The farm was renamed "Diddly Squat" by Clarkson to indicate its lack of productivity, as diddly squat is slang for "the least amount" or "nothing".

Cast

Main cast
 Jeremy Clarkson: a motoring journalist, television presenter and author who became famous as the host of Top Gear and later on The Grand Tour. Having moved to Oxfordshire, he became part of the Chipping Norton set and the owner of newly renamed Diddly Squat Farm.
 Kaleb Cooper: a young farm worker born in Chipping Norton in 1998. Cooper farms on his own account in Heythrop, but was engaged by Clarkson to assist him. He has previous experience working on Clarkson's farm before Clarkson took over as the owner. He mainly advises Clarkson on the technical details of using farming equipment and helps with numerous general tasks. He has rarely left the village of Chadlington and its surrounding areas, with the furthest place he regularly travels to being Banbury and has never travelled abroad.
 Lisa Hogan: an actress and Clarkson's girlfriend who assists with the farm and runs the farm shop.
 Charlie Ireland: sarcastically referred to by Clarkson as "Cheerful Charlie", Ireland is a professional agronomist and land agent who advises Clarkson on farm management. He understands the agricultural aspects of the crops, the complex details of government regulation and the financial consequences. Rachael Sigee, writing for the i newspaper, described him as "chronically sensible ... a stickler for the rules who delivers increasingly bad news with the politely firm manners of a parish vicar."
 Gerald Cooper: no relation to Kaleb Cooper, he is the farm's "head of security" and a specialist in the construction and maintenance of dry stone walls, which form 40 miles of boundaries on the farm. His conversations with Clarkson are amiable but often incomprehensible due to his strong West Country accent.

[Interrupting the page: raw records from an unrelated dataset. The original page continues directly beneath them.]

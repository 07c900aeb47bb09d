use std::any::Any;

use axum::{
    extract::rejection::QueryRejection,
    http::StatusCode,
    response::{IntoResponse, Response},
    Json,
};
use serde_json::json;
use thiserror::Error;

use crate::contact::validation::FieldError;

pub const GENERIC_FAILURE_MESSAGE: &str = "An unexpected error occurred. Please try again later.";

/// Application-level error type.
/// Implements `IntoResponse` so Axum handlers can return `Result<T, AppError>`.
#[derive(Debug, Error)]
pub enum AppError {
    #[error("Validation failed on {} field(s)", .0.len())]
    Validation(Vec<FieldError>),

    #[error("Content-Type must be application/json")]
    UnsupportedContentType,

    #[error("Invalid query string: {0}")]
    InvalidQuery(#[from] QueryRejection),

    #[error("Malformed request body: {0}")]
    MalformedBody(String),

    #[error("Mail capability not configured: {0}")]
    MailNotConfigured(String),

    #[error("Mail delivery failed: {0}")]
    Delivery(String),

    #[error("CV data error: {0}")]
    CvData(String),

    #[error("Not found: {0}")]
    NotFound(String),

    #[error("Internal server error: {0}")]
    Internal(#[from] anyhow::Error),
}

impl IntoResponse for AppError {
    fn into_response(self) -> Response {
        let (status, body) = match self {
            AppError::Validation(errors) => (
                StatusCode::BAD_REQUEST,
                json!({ "success": false, "errors": errors }),
            ),
            AppError::UnsupportedContentType => (
                StatusCode::BAD_REQUEST,
                json!({
                    "success": false,
                    "message": "Content-Type must be application/json"
                }),
            ),
            AppError::InvalidQuery(rejection) => (
                StatusCode::BAD_REQUEST,
                json!({ "success": false, "message": rejection.body_text() }),
            ),
            AppError::MalformedBody(detail) => {
                tracing::debug!("Rejected malformed body: {detail}");
                (
                    StatusCode::BAD_REQUEST,
                    json!({
                        "success": false,
                        "message": "Request body must be valid JSON"
                    }),
                )
            }
            AppError::MailNotConfigured(detail) => {
                tracing::error!("Mail configuration error: {detail}");
                (
                    StatusCode::INTERNAL_SERVER_ERROR,
                    json!({
                        "success": false,
                        "message": "The contact form is temporarily unavailable. Please try again later."
                    }),
                )
            }
            AppError::Delivery(detail) => {
                tracing::error!("Mail delivery error: {detail}");
                (
                    StatusCode::INTERNAL_SERVER_ERROR,
                    json!({
                        "success": false,
                        "message": "Your message could not be sent. Please try again later."
                    }),
                )
            }
            AppError::CvData(detail) => {
                tracing::error!("PDF data error: {detail}");
                (
                    StatusCode::INTERNAL_SERVER_ERROR,
                    json!({ "error": "Failed to generate PDF data" }),
                )
            }
            AppError::NotFound(message) => (
                StatusCode::NOT_FOUND,
                json!({ "success": false, "message": message }),
            ),
            AppError::Internal(e) => {
                tracing::error!("Internal error: {e:?}");
                (
                    StatusCode::INTERNAL_SERVER_ERROR,
                    json!({ "success": false, "message": GENERIC_FAILURE_MESSAGE }),
                )
            }
        };

        (status, Json(body)).into_response()
    }
}

/// Converts a handler panic (caught by `CatchPanicLayer`) into the generic
/// 500 envelope.
pub fn panic_response(panic: Box<dyn Any + Send + 'static>) -> Response {
    let detail = panic
        .downcast_ref::<String>()
        .map(String::as_str)
        .or_else(|| panic.downcast_ref::<&str>().copied())
        .unwrap_or("unknown panic payload");
    tracing::error!("Handler panicked: {detail}");
    (
        StatusCode::INTERNAL_SERVER_ERROR,
        Json(json!({ "success": false, "message": GENERIC_FAILURE_MESSAGE })),
    )
        .into_response()
}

He helps Clarkson harvest the farm's grain, which he has been doing for over fifty years.
 Kevin Harrison (series 1): the chairman of the National Sheep Association and a veteran sheep farmer who advises Clarkson on purchasing and later tending to his flock of sheep.
 Ellen Helliwell (series 1): the shepherdess engaged by Clarkson to tend the flock of sheep which he acquired to graze his set-aside meadows. Her duties include lambing and shearing.
 Alan Townsend (series 2; guest series 1): the head builder for various projects on the farm including the farm shop, barns for the farm animals and the farm restaurant.
 Dilwyn Evans (series 2; guest series 1): a local veterinarian who helps care for the farm's flock of sheep and later its cows. He performs various tasks including checking the animals for diseases and assisting with the birth of calves.

Other cast
 Georgia Craig: a policy advisor from the National Farmer's Union who advises Clarkson.
 Viktor Zaichenko: a Ukrainian beekeeper who sells honey bees to Clarkson and helps manage the farm's apiary.
 Simon Strong: a neighbouring grain farmer who rents a combine harvester to Clarkson.
 Tim and Katy Coles (series 2): local cow breeders who sell heifers and beef cattle to Clarkson and later rent him a bull.
 Paddy and Steph Bourn (series 2): local egg farmers known as "Mr and Mrs Cacklebean" who sell hens, chicken coops and cockerels to Clarkson.
 Emma Ledbury (series 2): a local dairy farmer who lost half her herd of dairy cattle to bovine tuberculosis and provides the farm shop with milk products.
 Pip Lacey (series 2): a professional chef hired to run the farm restaurant.

Episodes

Overview

Season 1 (2021)

Season 2 (2023)

Season 3
The show was commissioned for a third season in October 2022.

Reception
On Farming Today, Clarkson said that he listens to the BBC programme's podcast.  The opinion of the active farmers interviewed was favourable. 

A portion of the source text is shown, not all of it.